Data supplied »
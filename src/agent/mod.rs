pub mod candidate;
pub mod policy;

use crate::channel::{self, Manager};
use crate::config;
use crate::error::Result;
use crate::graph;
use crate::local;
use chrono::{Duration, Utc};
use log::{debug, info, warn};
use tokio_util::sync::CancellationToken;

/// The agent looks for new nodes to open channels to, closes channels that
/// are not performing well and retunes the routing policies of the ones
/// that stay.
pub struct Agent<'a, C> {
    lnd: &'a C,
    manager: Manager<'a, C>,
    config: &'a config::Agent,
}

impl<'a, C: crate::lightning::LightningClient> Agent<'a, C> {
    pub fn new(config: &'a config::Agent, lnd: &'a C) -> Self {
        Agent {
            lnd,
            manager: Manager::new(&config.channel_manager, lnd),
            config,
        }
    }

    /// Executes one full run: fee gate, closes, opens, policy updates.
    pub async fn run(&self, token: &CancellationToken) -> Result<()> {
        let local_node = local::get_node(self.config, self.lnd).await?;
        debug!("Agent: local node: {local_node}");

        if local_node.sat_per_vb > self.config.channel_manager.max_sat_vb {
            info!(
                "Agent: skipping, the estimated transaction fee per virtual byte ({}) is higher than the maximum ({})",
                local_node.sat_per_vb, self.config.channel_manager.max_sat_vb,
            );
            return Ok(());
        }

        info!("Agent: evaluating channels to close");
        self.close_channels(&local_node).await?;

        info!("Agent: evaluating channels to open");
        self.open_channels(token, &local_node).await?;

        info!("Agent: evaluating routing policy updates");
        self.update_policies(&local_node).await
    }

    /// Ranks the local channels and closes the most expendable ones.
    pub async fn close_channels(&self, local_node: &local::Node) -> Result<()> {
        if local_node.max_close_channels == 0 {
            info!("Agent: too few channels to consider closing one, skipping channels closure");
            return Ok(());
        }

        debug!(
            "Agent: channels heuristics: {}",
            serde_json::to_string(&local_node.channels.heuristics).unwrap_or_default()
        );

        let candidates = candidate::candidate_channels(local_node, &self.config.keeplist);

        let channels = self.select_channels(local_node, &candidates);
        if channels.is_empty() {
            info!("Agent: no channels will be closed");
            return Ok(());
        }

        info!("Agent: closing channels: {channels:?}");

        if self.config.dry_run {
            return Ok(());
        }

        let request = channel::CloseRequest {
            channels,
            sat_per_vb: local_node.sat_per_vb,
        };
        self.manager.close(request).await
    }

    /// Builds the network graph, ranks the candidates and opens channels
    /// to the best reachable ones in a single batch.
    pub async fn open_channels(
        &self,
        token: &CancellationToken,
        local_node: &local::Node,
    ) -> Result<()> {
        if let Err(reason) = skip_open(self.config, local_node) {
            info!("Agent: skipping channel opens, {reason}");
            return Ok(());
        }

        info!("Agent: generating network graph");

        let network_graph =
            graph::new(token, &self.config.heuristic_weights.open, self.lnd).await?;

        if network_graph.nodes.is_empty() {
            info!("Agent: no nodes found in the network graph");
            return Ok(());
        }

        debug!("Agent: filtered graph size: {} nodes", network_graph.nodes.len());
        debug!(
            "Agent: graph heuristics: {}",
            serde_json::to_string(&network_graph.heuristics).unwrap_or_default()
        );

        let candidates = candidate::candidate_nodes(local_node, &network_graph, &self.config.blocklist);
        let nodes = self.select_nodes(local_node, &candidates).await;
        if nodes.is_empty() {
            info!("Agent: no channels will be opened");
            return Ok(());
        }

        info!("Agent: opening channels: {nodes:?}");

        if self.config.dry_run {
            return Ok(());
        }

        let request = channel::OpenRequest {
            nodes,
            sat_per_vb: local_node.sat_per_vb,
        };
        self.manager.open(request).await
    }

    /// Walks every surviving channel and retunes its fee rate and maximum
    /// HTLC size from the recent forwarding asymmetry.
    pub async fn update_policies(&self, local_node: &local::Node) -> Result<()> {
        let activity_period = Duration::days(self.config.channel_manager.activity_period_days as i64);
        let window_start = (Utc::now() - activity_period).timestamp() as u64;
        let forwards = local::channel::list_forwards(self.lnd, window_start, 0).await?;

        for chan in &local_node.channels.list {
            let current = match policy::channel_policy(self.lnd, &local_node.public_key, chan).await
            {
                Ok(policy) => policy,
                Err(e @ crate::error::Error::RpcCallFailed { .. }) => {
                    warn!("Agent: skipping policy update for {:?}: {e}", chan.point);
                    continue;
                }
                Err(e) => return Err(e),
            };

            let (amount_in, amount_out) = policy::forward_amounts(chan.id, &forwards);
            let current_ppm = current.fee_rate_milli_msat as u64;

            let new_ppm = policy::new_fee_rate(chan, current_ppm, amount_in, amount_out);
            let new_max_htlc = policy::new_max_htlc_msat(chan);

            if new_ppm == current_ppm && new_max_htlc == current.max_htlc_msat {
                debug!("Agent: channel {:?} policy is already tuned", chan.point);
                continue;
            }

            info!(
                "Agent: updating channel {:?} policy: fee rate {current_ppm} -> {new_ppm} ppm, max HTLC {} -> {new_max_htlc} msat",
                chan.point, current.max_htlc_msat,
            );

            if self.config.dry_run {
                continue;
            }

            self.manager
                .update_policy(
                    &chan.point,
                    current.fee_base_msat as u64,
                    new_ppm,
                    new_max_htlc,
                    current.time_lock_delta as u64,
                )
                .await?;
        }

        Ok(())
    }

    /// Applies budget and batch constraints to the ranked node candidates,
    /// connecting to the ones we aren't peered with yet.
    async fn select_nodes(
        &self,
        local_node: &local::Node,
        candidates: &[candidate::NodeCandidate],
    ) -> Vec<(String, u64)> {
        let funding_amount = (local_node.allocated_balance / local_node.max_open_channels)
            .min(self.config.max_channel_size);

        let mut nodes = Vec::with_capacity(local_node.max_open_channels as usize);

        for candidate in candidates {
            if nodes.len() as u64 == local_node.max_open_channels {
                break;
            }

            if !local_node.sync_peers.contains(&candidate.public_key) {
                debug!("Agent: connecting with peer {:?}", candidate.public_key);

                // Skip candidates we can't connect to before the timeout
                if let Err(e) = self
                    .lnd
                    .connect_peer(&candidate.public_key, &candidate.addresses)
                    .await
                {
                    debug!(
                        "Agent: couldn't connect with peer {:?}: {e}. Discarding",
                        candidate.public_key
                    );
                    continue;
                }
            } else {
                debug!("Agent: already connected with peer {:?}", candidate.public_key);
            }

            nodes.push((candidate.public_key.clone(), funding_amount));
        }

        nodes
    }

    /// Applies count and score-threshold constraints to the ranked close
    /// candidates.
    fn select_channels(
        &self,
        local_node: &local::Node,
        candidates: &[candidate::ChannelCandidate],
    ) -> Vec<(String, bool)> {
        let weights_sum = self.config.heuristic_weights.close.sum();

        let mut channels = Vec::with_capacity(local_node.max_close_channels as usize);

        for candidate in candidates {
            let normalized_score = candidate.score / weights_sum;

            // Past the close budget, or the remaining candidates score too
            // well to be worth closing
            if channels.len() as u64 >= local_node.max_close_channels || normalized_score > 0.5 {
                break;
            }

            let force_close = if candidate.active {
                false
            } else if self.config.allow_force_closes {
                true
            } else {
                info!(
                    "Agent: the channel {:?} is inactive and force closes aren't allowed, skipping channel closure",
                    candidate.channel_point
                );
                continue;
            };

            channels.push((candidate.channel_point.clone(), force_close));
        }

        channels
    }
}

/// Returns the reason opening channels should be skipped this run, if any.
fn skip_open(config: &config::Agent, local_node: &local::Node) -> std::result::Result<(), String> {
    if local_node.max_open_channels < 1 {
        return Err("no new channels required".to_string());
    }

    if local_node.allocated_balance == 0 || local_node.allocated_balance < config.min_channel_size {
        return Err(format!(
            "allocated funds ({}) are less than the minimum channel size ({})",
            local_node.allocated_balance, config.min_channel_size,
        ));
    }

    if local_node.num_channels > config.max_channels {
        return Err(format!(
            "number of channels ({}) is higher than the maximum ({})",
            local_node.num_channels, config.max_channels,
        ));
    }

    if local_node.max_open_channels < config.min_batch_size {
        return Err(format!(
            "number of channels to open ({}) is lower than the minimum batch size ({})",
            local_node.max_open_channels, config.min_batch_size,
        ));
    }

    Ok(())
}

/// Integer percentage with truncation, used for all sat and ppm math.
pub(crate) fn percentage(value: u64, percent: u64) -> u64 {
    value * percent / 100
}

...

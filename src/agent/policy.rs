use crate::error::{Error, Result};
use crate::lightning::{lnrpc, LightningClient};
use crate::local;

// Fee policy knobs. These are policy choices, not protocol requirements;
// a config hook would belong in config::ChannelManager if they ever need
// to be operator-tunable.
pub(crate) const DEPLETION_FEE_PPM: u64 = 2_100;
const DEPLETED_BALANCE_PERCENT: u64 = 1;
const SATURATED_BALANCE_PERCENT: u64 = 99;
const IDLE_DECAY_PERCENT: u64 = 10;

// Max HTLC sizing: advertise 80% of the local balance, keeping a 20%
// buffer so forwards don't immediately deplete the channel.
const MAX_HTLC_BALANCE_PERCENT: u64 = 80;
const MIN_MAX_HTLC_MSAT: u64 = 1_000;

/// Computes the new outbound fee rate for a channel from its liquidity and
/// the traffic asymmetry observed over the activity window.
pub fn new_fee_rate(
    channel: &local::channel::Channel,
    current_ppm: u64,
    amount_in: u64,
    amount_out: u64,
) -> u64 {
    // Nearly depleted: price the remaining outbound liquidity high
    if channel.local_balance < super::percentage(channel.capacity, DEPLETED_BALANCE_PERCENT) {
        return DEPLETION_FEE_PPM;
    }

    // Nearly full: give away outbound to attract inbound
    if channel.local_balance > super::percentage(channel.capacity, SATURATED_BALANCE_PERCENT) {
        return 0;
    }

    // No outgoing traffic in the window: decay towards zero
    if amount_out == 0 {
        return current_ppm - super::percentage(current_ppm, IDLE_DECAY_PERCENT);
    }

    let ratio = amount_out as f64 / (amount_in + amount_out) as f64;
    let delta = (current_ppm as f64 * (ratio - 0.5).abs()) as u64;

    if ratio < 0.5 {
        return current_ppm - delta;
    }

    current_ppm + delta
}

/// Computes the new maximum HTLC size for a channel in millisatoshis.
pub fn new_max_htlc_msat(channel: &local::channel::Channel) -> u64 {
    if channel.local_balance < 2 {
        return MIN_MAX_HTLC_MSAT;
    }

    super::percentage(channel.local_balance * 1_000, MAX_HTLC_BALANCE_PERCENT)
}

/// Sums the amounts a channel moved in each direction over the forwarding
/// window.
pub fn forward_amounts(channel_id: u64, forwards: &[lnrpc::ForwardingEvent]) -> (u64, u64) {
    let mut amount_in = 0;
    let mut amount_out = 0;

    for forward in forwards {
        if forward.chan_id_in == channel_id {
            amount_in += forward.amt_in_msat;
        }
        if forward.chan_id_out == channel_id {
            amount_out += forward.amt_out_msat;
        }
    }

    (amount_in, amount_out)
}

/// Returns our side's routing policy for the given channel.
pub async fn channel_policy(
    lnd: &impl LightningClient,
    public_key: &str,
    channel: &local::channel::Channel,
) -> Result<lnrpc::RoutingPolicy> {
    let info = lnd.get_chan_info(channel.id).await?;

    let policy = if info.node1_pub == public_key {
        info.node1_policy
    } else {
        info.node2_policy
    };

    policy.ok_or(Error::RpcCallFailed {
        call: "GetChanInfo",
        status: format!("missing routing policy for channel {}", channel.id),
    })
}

Exercise instructions » Say how many lines of the data hold the string "opens". Reply with the number alone.

Response box » 3